ET, the block has lots of spalting too it. I'm hoping not too much because as I take wood off, it don't come off very smooth even with a skew, it kinda chips out but am hoping that I can get it smooth enough and finish with sanding to slick down. I'm hoping I can come up with a suitable shape and get it finished soon. Usually, I can look at something and come up with a suitable shape while turning, but this one is so darn big, it is out of my normal size range because I never had a lathe to handle something this large. It will come and the spalting is nice. I will take some pics soon to show you. This wood is so dry, and I am more used to turning wet wood, so it is much different than I am used to also and sure don't want to ruin it.

Sorry Tort, not trying to hijact and looks like you have lots of pens started to be in the process and antlers also.


----------



## Tortuga (May 21, 2004)

No sweat on the hijack, Slip..You are talkin' to the KING of the hijackers.

BUT...since we're on the subject of hijacking..lemme do it to myself here..

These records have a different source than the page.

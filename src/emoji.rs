//! Emoji vocabulary shared with the face-analysis SDK.
//!
//! The SDK reports its dominant emoji as a glyph string; the game compares
//! code points so both sides agree on a single integer identity.

use std::fmt;

/// Unicode code point identifying one recognizable expression.
#[derive(Clone, Copy, Debug, PartialEq, Eq, Hash, PartialOrd, Ord)]
#[cfg_attr(feature = "serde", derive(serde::Serialize, serde::Deserialize))]
#[cfg_attr(feature = "serde", serde(transparent))]
pub struct EmojiCode(pub u32);

impl EmojiCode {
    pub const fn code(self) -> u32 {
        self.0
    }

    /// Code point of the first scalar value in `glyph`. Trailing variation
    /// selectors (e.g. U+FE0F after ☺) are ignored.
    pub fn from_glyph(glyph: &str) -> Option<Self> {
        glyph.chars().next().map(|c| EmojiCode(c as u32))
    }

    /// The glyph as a `char`, if the code is a valid scalar value.
    pub fn glyph(self) -> Option<char> {
        char::from_u32(self.0)
    }

    /// HTML numeric character reference, e.g. `&#128528;`.
    pub fn html_entity(self) -> String {
        format!("&#{};", self.0)
    }

    pub fn is_known(self) -> bool {
        EMOJIS.contains(&self)
    }
}

impl fmt::Display for EmojiCode {
    fn fmt(&self, f: &mut fmt::Formatter<'_>) -> fmt::Result {
        match self.glyph() {
            Some(c) => write!(f, "{c}"),
            None => write!(f, "U+{:X}", self.0),
        }
    }
}

// Every emoji the detector can classify.
pub const EMOJIS: [EmojiCode; 13] = [
    EmojiCode(128528), // 😐 neutral
    EmojiCode(9786),   // ☺ relaxed
    EmojiCode(128515), // 😃 smiley
    EmojiCode(128524), // 😌 relieved
    EmojiCode(128527), // 😏 smirk
    EmojiCode(128521), // 😉 wink
    EmojiCode(128535), // 😗 kissing
    EmojiCode(128539), // 😛 tongue out
    EmojiCode(128540), // 😜 winking tongue
    EmojiCode(128542), // 😞 disappointed
    EmojiCode(128545), // 😡 rage
    EmojiCode(128563), // 😳 flushed
    EmojiCode(128561), // 😱 scream
];

#[cfg(test)]
mod tests {
    use super::*;
    use std::collections::HashSet;

    #[test]
    fn emoji_set_is_unique_and_valid() {
        let unique: HashSet<_> = EMOJIS.iter().collect();
        assert_eq!(unique.len(), EMOJIS.len());
        for e in EMOJIS {
            assert!(e.glyph().is_some(), "{} is not a scalar value", e.code());
        }
    }

    #[test]
    fn from_glyph_handles_astral_and_bmp() {
        assert_eq!(EmojiCode::from_glyph("😐"), Some(EmojiCode(128528)));
        assert_eq!(EmojiCode::from_glyph("☺"), Some(EmojiCode(9786)));
        assert_eq!(EmojiCode::from_glyph("☺\u{FE0F}"), Some(EmojiCode(9786)));
        assert_eq!(EmojiCode::from_glyph(""), None);
    }

    #[test]
    fn glyph_round_trips_for_known_set() {
        for e in EMOJIS {
            let s = e.to_string();
            assert_eq!(EmojiCode::from_glyph(&s), Some(e));
        }
    }

    #[test]
    fn html_entity_and_display() {
        assert_eq!(EmojiCode(128528).html_entity(), "&#128528;");
        assert_eq!(EmojiCode(0xD800).to_string(), "U+D800");
        assert!(!EmojiCode(65).is_known());
        assert!(EMOJIS[4].is_known());
    }
}
//! Milestone identity values used as join points in the task graph.

use std::fmt;
use std::sync::Arc;

use uuid::Uuid;

/// A named synchronization point in the task graph.
///
/// Tasks declare the milestones they require and the milestones they attain;
/// the reactor wires these declarations into a bipartite DAG. A milestone is
/// attained once every task attaining it has finished, so it acts as a join
/// between otherwise unrelated tasks.
///
/// Milestones are pure identity values: the reactor only ever compares and
/// hashes them. Two identity schemes are available:
///
/// - [`Milestone::named`] milestones compare equal by name, so independent
///   parts of a program can rendezvous on a well-known string.
/// - [`Milestone::unique`] milestones compare equal only to their own clones,
///   which makes them usable as private handles that nobody else can attain
///   by accident.
#[derive(Clone, Debug, PartialEq, Eq, Hash)]
pub struct Milestone(Ident);

#[derive(Clone, Debug, PartialEq, Eq, Hash)]
enum Ident {
    Named(Arc<str>),
    Unique { id: Uuid, label: Option<Arc<str>> },
}

impl Milestone {
    /// A milestone identified by its name.
    pub fn named(name: impl AsRef<str>) -> Self {
        Milestone(Ident::Named(Arc::from(name.as_ref())))
    }

    /// A milestone equal only to its own clones.
    pub fn unique() -> Self {
        Milestone(Ident::Unique {
            id: Uuid::new_v4(),
            label: None,
        })
    }

    /// Like [`Milestone::unique`], but carrying a label used for display.
    ///
    /// The label takes no part in equality: two milestones with the same
    /// label are still distinct.
    pub fn unique_labeled(label: impl AsRef<str>) -> Self {
        Milestone(Ident::Unique {
            id: Uuid::new_v4(),
            label: Some(Arc::from(label.as_ref())),
        })
    }

    /// The name or label, if there is one.
    pub fn name(&self) -> Option<&str> {
        match &self.0 {
            Ident::Named(name) => Some(name),
            Ident::Unique { label, .. } => label.as_deref(),
        }
    }
}

impl fmt::Display for Milestone {
    fn fmt(&self, f: &mut fmt::Formatter<'_>) -> fmt::Result {
        match &self.0 {
            Ident::Named(name) => f.write_str(name),
            Ident::Unique {
                label: Some(label), ..
            } => f.write_str(label),
            Ident::Unique { id, .. } => write!(f, "milestone-{}", id.simple()),
        }
    }
}

impl From<&Milestone> for Milestone {
    fn from(milestone: &Milestone) -> Self {
        milestone.clone()
    }
}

This old woman over here has put up with the geezer for *58 YEARS* today. Yep..it's another anny.... Don't have a clue how she has put up with my BS for this long..but God bless her for her patience... Just lookin' forward to the next 50 or so..then that will be enough...:rotfl:


----------



## EndTuition (May 24, 2004)

Tortuga said:


> No sweat on the hijack, Slip..You are talkin' to the KING of the hijackers.
> 
> BUT...since we're on the subject of hijacking..lemme do it to myself here..
> 
> This old woman over here has put up with the geezer for *58 YEARS* today. Yep..it's another anny.... Don't have a clue how she has put up with my BS for this long..but God bless her for her patience... Just lookin' forward to the next 50 or so..then that will be enough...:rotfl:


*Congratulations !*


----------



## Robert A. (Jan 8, 2009)

Happy Anniversary Mate!!


----------



## Slip (Jul 25, 2006)

Congratulations. Wow, that is fantastic. Happy Anniversary!!!!!


----------



## Hooked (Oct 15, 2004)

Happy Anniversary you two!!!


----------



## Viking48 (Jan 24, 2006)

That's great Tortuga - what a milestone. Congratulations to both of you.


----------



## BretE (Jan 24, 2008)

Congrats!!!

Bret


----------